If you compare it to something like Drupal, the mindset is very different. Drupal was built with more of an enterprise, governance, and security-led approach from the start. I am not saying Drupal is perfect, because nothing is, but the foundations are very different. WordPress, by contrast, often feels like a system where convenience came first and security was expected to catch up later.
Then you add the plugin ecosystem into the mix, and that is where it starts to look a bit like the Wild West. You can install almost anything, from almost anyone, and hope it all behaves. From a security perspective, that is madness. Even the best security tools for WordPress can only do so much when the underlying model is basically: “let’s bolt on another plugin and see what happens.”
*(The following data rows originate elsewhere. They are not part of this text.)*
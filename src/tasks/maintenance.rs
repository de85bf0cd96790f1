//! Maintenance Task
//!
//! Background task that periodically drops expired entries and, when the
//! store is over budget, evicts the entries the worker ranks highest.

use std::collections::HashSet;
use std::sync::Arc;
use std::time::Duration;

use serde::Serialize;
use tokio::task::JoinHandle;
use tracing::{debug, error, info};

use crate::cache::{AccessTracker, Arbitrary, Clock, PersistentStore};
use crate::error::Result;
use crate::worker::{EvictionRequest, WorkerClient};

// == Budget ==
/// Limits the maintenance pass enforces.
#[derive(Debug, Clone, Copy, PartialEq, Eq)]
pub struct MaintenanceBudget {
    /// Upper bound on the summed entry sizes, in bytes
    pub max_bytes: u64,
    /// Upper bound on the number of live entries
    pub max_entries: usize,
}

impl MaintenanceBudget {
    fn exceeded(&self, total_bytes: u64, entries: usize) -> bool {
        total_bytes > self.max_bytes || entries > self.max_entries
    }
}

// == Report ==
/// What one maintenance pass did.
#[derive(Debug, Clone, Default, PartialEq, Serialize)]
#[serde(rename_all = "camelCase")]
pub struct MaintenanceReport {
    pub expired_removed: usize,
    pub entries_before: usize,
    pub entries_after: usize,
    pub bytes_before: u64,
    pub bytes_after: u64,
    /// Evicted keys, in eviction order
    pub evicted: Vec<String>,
}

// == Maintenance Pass ==
/// Runs one maintenance pass.
///
/// # Steps
/// 1. Purge expired entries and forget their access patterns
/// 2. Ask the worker for the total size of the live entries
/// 3. If a budget is exceeded, ask the worker for an eviction ranking and
///    evict from the top until both budgets hold
pub async fn run_maintenance_pass<S>(
    store: &S,
    tracker: &AccessTracker,
    worker: &WorkerClient,
    budget: MaintenanceBudget,
    now_ms: u64,
) -> Result<MaintenanceReport>
where
    S: PersistentStore + ?Sized,
{
    let mut report = MaintenanceReport {
        expired_removed: store.purge_expired()?,
        ..MaintenanceReport::default()
    };

    let pairs: Vec<(String, Arbitrary)> = store
        .entries()?
        .into_iter()
        .map(|entry| (entry.key, entry.value))
        .collect();
    let live: HashSet<&str> = pairs.iter().map(|(key, _)| key.as_str()).collect();
    tracker.retain(|key| live.contains(key));

    let usage = worker.memory_usage(&pairs).await?;
    report.entries_before = pairs.len();
    report.bytes_before = usage.total_size;

    let mut entries = pairs.len();
    let mut bytes = usage.total_size;

    if budget.exceeded(bytes, entries) {
        info!(
            bytes,
            entries,
            max_bytes = budget.max_bytes,
            max_entries = budget.max_entries,
            "Cache over budget, running smart eviction"
        );

        let candidates = worker
            .eviction_analysis(&EvictionRequest {
                entries: pairs,
                access_patterns: tracker.snapshot(),
                current_time: now_ms,
            })
            .await?;

        for candidate in candidates {
            if !budget.exceeded(bytes, entries) {
                break;
            }
            if store.evict(&candidate.key)? {
                tracker.remove(&candidate.key);
                bytes = bytes.saturating_sub(candidate.size);
                entries -= 1;
                debug!(key = %candidate.key, score = candidate.score, "Evicted entry");
                report.evicted.push(candidate.key);
            }
        }
    }

    report.entries_after = entries;
    report.bytes_after = bytes;
    Ok(report)
}

/// Spawns a background task that runs a maintenance pass every interval.
///
/// # Arguments
/// * `store` - Store to maintain
/// * `tracker` - Access patterns fed to the eviction ranking
/// * `worker` - Client of the computation unit
/// * `budget` - Limits to enforce
/// * `interval_secs` - Seconds between passes
/// * `clock` - Time source for the eviction ranking
///
/// # Returns
/// A JoinHandle for the spawned task, which can be aborted on shutdown.
pub fn spawn_maintenance_task<S>(
    store: Arc<S>,
    tracker: Arc<AccessTracker>,
    worker: Arc<WorkerClient>,
    budget: MaintenanceBudget,
    interval_secs: u64,
    clock: Arc<dyn Clock>,
) -> JoinHandle<()>
where
    S: PersistentStore + 'static,
{
    let interval = Duration::from_secs(interval_secs);

    tokio::spawn(async move {
        info!(
            "Starting maintenance task with interval of {} seconds",
            interval_secs
        );

        loop {
            tokio::time::sleep(interval).await;

            match run_maintenance_pass(&*store, &tracker, &worker, budget, clock.now_ms()).await {
                Ok(report) if report.expired_removed > 0 || !report.evicted.is_empty() => {
                    info!(
                        expired = report.expired_removed,
                        evicted = report.evicted.len(),
                        bytes_after = report.bytes_after,
                        entries_after = report.entries_after,
                        "Maintenance pass finished"
                    );
                }
                Ok(_) => debug!("Maintenance pass: nothing to do"),
                Err(err) => error!(error = %err, "Maintenance pass failed"),
            }
        }
    })
}
//! Cache Statistics Module
//!
//! Tracks store performance metrics including hits, misses, expirations and evictions.

use serde::Serialize;

// == Cache Stats ==
/// Tracks store performance metrics.
#[derive(Debug, Clone, Default, Serialize)]
pub struct CacheStats {
    /// Number of reads that found a live entry
    pub hits: u64,
    /// Number of reads that found nothing live (absent or expired)
    pub misses: u64,
    /// Number of entries dropped because their TTL elapsed
    pub expirations: u64,
    /// Number of entries removed by the smart-eviction pass
    pub evictions: u64,
    /// Current number of entries in the store
    pub total_entries: usize,
}

impl CacheStats {
    // == Constructor ==
    /// Creates a new CacheStats with all counters at zero.
    pub fn new() -> Self {
        Self::default()
    }

    // == Hit Rate ==
    /// Calculates the cache hit rate.
    ///
    /// Returns hits / (hits + misses), or 0.0 if no reads have been made.
    pub fn hit_rate(&self) -> f64 {
        let total = self.hits + self.misses;
        if total == 0 {
            0.0
        } else {
            self.hits as f64 / total as f64
        }
    }

    pub fn record_hit(&mut self) {
        self.hits += 1;
    }

    pub fn record_miss(&mut self) {
        self.misses += 1;
    }

    pub fn record_expirations(&mut self, count: u64) {
        self.expirations += count;
    }

    pub fn record_eviction(&mut self) {
        self.evictions += 1;
    }

    pub fn set_total_entries(&mut self, count: usize) {
        self.total_entries = count;
    }
}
So when people say a WordPress site has been hacked, my reaction is usually: yes, that sounds about right. It is not because every WordPress site is doomed, but because the framework was never really designed from the ground up to be security-first. Once you build a system that way, trying to retrofit proper security years later, while carrying all the old legacy baggage, becomes extremely difficult.
I also think this will get worse before it gets better. With AI advancing so quickly, attackers will have better tools to scan code, spot weaknesses, automate exploitation, and scale attacks far faster than before. We are likely going to see more compromises, not fewer ( all types of attacks on different platforms ). On the other side, defenders are also using AI, so it is becoming a case of needing AI to protect yourself from AI.
To me, WordPress is a bit like the smartphone world. Mobile operating systems were not originally designed for the level of security we now expect from them. ( Mobile phone security on IOS and Android is piss poor done ) Over time, banking, identity, payments, and sensitive business functions all moved onto phones, and now the platforms are stuck trying to harden systems that were not originally designed for that level of trust. WordPress feels very similar. Security was not the original obsession, and once that ship has sailed, catching up later is messy, expensive, and never quite complete.
So yes, when a WordPress site gets hacked, it is unfortunate, but it is not surprising. In many ways, the platform was built for flexibility and growth first, and security has been playing catch-up ever since.